Semua
dari kita pasti setuju kalau yang namanya korupsi itu adalah perbuatan yang
jahat, karena merugikan orang banyak. Latar belakang pengucapan kata jahat itu
macam-macam. Misalnya saja, Pak Polisi, katanya korupsi itu melanggar hukum,
melanggar Undang-undang, melanggar KUHP, dan melanggar konstitusi. Pak kyai
bilang korupsi itu perbuatan berdosa, karena mencuri uang rakyat. Para koruptor
tidak punya landasan agama yang kuat, tidak takut Tuhan. Anak-anak sekolah gedek-gedek melihat orang-orang berkuasa
malah korupsi.
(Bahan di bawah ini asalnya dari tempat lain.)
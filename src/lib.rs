pub mod error;
pub mod linalg;
pub mod index;
pub mod gate;
pub mod lift;
pub mod circuit;
pub mod instruct;
pub mod easybuild;
pub mod modexp;
pub mod random;
pub mod register;
pub mod operator;
pub mod density;
pub mod number;
pub mod shor;

pub use gate::Gate;
pub use circuit::{Circuit, PositionedGate, put, control, control_with};
pub use error::{CircuitError, LinalgError, RegisterError, ShorError};
pub use linalg::{Matrix, Vector};
pub use register::{BasisState, Qubit, Register};
pub use density::DensityMatrix;
pub use operator::{Op, OperatorString};
pub use shor::{ShorConfig, ShorOutcome, factorize};
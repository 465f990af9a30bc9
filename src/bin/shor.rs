//! Factor an integer with Shor's algorithm on the state-vector simulator.
//!
//! ```text
//! cargo run --bin shor -- -N 21
//! cargo run --bin shor -- -N 15 -a 7 --seed 1 --json
//! ```

use std::process::ExitCode;

use clap::Parser;
use tracing_subscriber::{layer::SubscriberExt, util::SubscriberInitExt};

use shor_rs::number::DEFAULT_EPSILON;
use shor_rs::shor::{QuantumRun, Shot, Stage};
use shor_rs::{ShorConfig, ShorOutcome, factorize};

#[derive(Parser)]
#[command(name = "shor")]
#[command(about = "Factor an integer with Shor's algorithm", long_about = None)]
struct Args {
    /// Positive integer to factor
    #[arg(short = 'N', long = "modulus", default_value_t = 21)]
    modulus: u64,

    /// Precision qubits
    #[arg(short = 't', long, default_value_t = 4)]
    precision: usize,

    /// Number of measurements
    #[arg(long, default_value_t = 10)]
    shots: usize,

    /// Base coprime to N (random when omitted)
    #[arg(short = 'a', long)]
    base: Option<u64>,

    /// PRNG seed for base selection and measurements
    #[arg(long)]
    seed: Option<u64>,

    /// Continued-fraction termination threshold
    #[arg(long, default_value_t = DEFAULT_EPSILON)]
    epsilon: f64,

    /// Print the outcome as JSON
    #[arg(long)]
    json: bool,
}

impl From<&Args> for ShorConfig {
    fn from(args: &Args) -> Self {
        ShorConfig {
            modulus: args.modulus,
            base: args.base,
            precision: args.precision,
            shots: args.shots,
            seed: args.seed,
            epsilon: args.epsilon,
        }
    }
}

fn main() -> ExitCode {
    tracing_subscriber::registry()
        .with(
            tracing_subscriber::EnvFilter::try_from_default_env()
                .unwrap_or_else(|_| "shor_rs=warn".into()),
        )
        .with(tracing_subscriber::fmt::layer().with_writer(std::io::stderr))
        .init();

    let args = Args::parse();
    let config = ShorConfig::from(&args);

    let outcome = match factorize(&config) {
        Ok(outcome) => outcome,
        Err(e) => {
            eprintln!("{}", e);
            return ExitCode::FAILURE;
        }
    };

    if args.json {
        match serde_json::to_string_pretty(&outcome) {
            Ok(json) => println!("{}", json),
            Err(e) => {
                eprintln!("failed to encode outcome: {}", e);
                return ExitCode::FAILURE;
            }
        }
        return ExitCode::SUCCESS;
    }

    match &outcome {
        ShorOutcome::Prime { modulus } => println!("N={} is prime.", modulus),
        ShorOutcome::Even { modulus } => {
            println!("N={} is even. p=2, q={}.", modulus, modulus / 2)
        }
        ShorOutcome::PerfectPower {
            modulus,
            base,
            exponent,
        } => println!("N={}. N is exponentiation. {}^{}.", modulus, base, exponent),
        ShorOutcome::SharedFactor {
            modulus,
            base,
            factor,
        } => println!(
            "N={}, a={}. a is not coprime. gcd(N, a)={} is a non-trivial factor.",
            modulus, base, factor
        ),
        ShorOutcome::Quantum(run) => print_run(&config, run),
    }
    ExitCode::SUCCESS
}

fn print_run(config: &ShorConfig, run: &QuantumRun) {
    let seed = config.seed.map_or("none".to_string(), |s| s.to_string());
    println!(
        "N={}, a={}, t={}, shot={}, seed={}.\n",
        run.modulus, run.base, run.precision, config.shots, seed
    );
    for stage in &run.stages {
        print_stage(stage);
    }
    for shot in &run.shots {
        print_shot(run, shot);
    }
}

fn print_stage(stage: &Stage) {
    println!("{}", stage.name);
    let max = stage
        .states
        .iter()
        .map(|s| s.probability)
        .fold(0.0, f64::max);
    for s in &stage.states {
        let bar = "*".repeat((s.probability / max * 32.0) as usize);
        println!("{}: {}", s, bar);
    }
    println!();
}

fn print_shot(run: &QuantumRun, shot: &Shot) {
    let prefix = format!(
        "i={:2}: N={}, a={}. s/r={:2}/{:2} ({:?}={:.3}).",
        shot.index, run.modulus, run.base, shot.numerator, shot.period, shot.bits, shot.phase
    );
    match shot.candidates {
        None => println!("  {}", prefix),
        Some((p0, p1)) => {
            let found = if shot.factor.is_some() { "*" } else { " " };
            println!("{} {} p={}, q={}.", found, prefix, p0, p1);
        }
    }
}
Bagaimana mereka bisa menjadi contoh yang baik bagi anak-anak
bangsa. Sementaara bapak-bapak di desa mengeluh maraknya berita korupsi di
koran-koran sambil nongkrong di warung-warung kopi. Sementara ibu-ibu di
kampung berkeluh kesah pada tukang sayur. Sedangkan penyidik Komisi
Pemberantasan Korupsi (KPK) dan penegak hukum lainnya dibuat pusing karenanya.
Anak-anak
sekolah dibuat bingung karena korupsi. Orang-orang dewasa dan pintar sibuk membikin
talkshow yang bertemakan korupsi. Di koran-koran, majalah, berita di televisi,
di radio, topik utamanya ya korupsi juga. Sungguh korupsi adalah berita yang
terus menerus nge-trend karena dari
dulu sampai sekarang kasus korupsi selalu menjadi berita yang hangat. Penyebab
utamanya tidak lain adalah para dalang dari korupsi ini sendiri terus menerus
membikin heboh dengan kasus-kasus dan skandal korupsinya. Lalu pertanyaannya,
apakah mereka tidak merasa kenyang-kenyang juga sampai saat ini dari uang
korupsi sehingga korupsi yang dilakukan tidak kunjung berhenti? Atau apakah
tidak ada sedikit saja rasa bersalah dan berdosa di hati mereka kepada
masyarakat?
Berbicara
pemberantasan korupsi di negeri ini, ada hal yang lucu. Pertama, upaya
pemberantasan korupsi ini justru membuat peluang bagi terciptanya pelanggaran
hukum yang baru. Pihak-pihak yang berwenang dalam penyelidikan dan penyidikan
kasus korupsi adalah pihak-pihak yang rawan penyuapan. Dari mulai kepolisian,
kejaksaan, kehakiman, bahkan KPK juga. Berapa banyak hakim yang terlibat dalam
kasus penyuapan yang dilakukan oleh para tersangka kasus korupsi yang tujuannya
tentunya agar para pesakitan itu dapat lepas dari jeratan hukum atau paling
tidak mendapatkan hukuman yang seringan-ringannya. Begitu juga kepolisian dan
kejaksaan, berapa banyak kasus-kasus yang tidak ditindaklanjuti dan dibiarkan
menggantung nasibnya. Sebenarnya apakah pihak-pihak ini sudah lelah dalam
mengurusi kasus korupsi, memberantas tindak pelangaran hukum, dan menegakkan
konstitusi. Atau apakah mereka memang tidak sanggup dalam menangani kasus-kasus
korupsi yang memang sangat banyak itu. Atau juga, jangan-jangan mereka telah dibungkam
oleh pihak-pihak yang bersangkutan. Hal ini benar-benar aib bagi penegak hukum
kita. Kalau sudah begitu, yang senang adalah ya para terduga atau tersangka korupsi itu. Bejatkan?
Kedua,
salah satu lahan yang potensial untuk digarap para tukang korupsi adalah lahan
yang seharusnya begitu potensial dan dapat ditata serta dimaksimalkan dalam
upaya pencegahan korupsi itu sendiri. Lahan itu adalah bidang pendidikan.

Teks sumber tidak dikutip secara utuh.